Task inputs:

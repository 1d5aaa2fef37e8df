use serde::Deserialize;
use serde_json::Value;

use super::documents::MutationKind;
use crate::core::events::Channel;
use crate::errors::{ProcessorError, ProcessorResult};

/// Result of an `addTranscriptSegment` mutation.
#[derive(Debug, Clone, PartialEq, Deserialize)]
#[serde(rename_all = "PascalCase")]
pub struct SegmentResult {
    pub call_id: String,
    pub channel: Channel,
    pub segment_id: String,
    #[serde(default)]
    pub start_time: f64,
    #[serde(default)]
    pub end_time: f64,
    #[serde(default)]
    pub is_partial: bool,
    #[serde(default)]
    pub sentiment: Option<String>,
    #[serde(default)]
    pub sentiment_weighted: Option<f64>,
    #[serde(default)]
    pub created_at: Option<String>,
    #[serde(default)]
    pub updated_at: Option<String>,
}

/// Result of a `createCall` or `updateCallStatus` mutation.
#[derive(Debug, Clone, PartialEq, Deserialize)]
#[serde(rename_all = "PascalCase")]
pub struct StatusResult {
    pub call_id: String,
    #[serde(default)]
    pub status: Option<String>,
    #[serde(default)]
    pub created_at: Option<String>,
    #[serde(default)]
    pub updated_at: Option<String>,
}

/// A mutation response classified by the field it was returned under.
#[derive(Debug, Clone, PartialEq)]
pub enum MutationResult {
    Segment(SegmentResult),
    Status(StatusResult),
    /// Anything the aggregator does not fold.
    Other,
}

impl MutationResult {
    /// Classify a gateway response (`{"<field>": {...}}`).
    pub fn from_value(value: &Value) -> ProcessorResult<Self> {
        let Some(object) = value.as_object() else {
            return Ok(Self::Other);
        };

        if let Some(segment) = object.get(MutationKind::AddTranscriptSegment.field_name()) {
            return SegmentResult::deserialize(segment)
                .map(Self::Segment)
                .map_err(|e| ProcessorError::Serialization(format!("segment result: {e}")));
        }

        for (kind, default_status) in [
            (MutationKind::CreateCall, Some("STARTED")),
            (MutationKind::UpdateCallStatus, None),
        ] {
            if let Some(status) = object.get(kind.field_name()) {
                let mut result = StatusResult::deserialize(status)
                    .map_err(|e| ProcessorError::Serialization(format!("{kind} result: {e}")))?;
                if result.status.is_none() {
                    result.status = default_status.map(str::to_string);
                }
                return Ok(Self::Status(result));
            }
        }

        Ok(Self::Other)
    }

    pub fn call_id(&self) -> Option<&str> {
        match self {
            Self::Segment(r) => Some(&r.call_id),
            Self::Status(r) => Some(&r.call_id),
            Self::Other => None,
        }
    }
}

* * *

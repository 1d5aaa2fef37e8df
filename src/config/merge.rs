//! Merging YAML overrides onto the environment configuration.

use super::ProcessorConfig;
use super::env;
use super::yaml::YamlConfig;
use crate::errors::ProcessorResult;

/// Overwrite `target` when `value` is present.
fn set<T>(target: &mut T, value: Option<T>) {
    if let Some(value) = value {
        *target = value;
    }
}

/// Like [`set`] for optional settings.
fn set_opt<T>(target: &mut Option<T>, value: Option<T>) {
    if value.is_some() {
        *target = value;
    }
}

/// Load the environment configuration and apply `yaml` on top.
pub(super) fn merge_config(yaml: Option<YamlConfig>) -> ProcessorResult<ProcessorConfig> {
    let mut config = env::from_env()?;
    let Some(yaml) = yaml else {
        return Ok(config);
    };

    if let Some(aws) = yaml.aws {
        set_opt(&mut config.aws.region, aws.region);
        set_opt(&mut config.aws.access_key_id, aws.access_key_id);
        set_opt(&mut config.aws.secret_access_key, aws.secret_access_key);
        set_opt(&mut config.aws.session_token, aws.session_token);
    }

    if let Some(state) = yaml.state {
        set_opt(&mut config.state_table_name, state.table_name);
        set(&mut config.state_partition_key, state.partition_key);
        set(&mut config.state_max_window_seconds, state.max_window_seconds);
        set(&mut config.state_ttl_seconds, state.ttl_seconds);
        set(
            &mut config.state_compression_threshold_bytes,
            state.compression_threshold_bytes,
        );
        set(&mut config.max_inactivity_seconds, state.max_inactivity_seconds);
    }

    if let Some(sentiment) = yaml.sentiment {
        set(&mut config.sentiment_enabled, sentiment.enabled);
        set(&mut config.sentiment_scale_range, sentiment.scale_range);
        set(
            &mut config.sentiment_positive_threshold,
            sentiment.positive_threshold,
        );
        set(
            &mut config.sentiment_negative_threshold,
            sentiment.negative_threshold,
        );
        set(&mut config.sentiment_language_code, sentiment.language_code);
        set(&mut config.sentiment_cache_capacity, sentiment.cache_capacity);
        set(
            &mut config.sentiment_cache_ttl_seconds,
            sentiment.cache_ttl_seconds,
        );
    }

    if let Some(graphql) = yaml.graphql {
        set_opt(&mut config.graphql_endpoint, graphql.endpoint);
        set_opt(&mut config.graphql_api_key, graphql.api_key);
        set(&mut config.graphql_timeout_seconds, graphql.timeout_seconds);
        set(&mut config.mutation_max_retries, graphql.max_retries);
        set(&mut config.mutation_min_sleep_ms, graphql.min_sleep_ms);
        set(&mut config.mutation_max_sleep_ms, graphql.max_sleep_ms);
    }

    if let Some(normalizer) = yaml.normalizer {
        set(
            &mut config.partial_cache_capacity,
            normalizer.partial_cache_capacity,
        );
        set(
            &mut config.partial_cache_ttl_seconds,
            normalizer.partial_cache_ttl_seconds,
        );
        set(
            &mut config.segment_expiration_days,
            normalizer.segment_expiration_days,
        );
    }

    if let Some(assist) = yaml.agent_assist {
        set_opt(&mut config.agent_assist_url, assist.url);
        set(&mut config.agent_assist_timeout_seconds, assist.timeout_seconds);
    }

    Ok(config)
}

Task to carry out: Please report every line in the entries above that holds the string "Serialization".

Solution:
                .map_err(|e| ProcessorError::Serialization(format!("segment result: {e}")));
                    .map_err(|e| ProcessorError::Serialization(format!("{kind} result: {e}")))?;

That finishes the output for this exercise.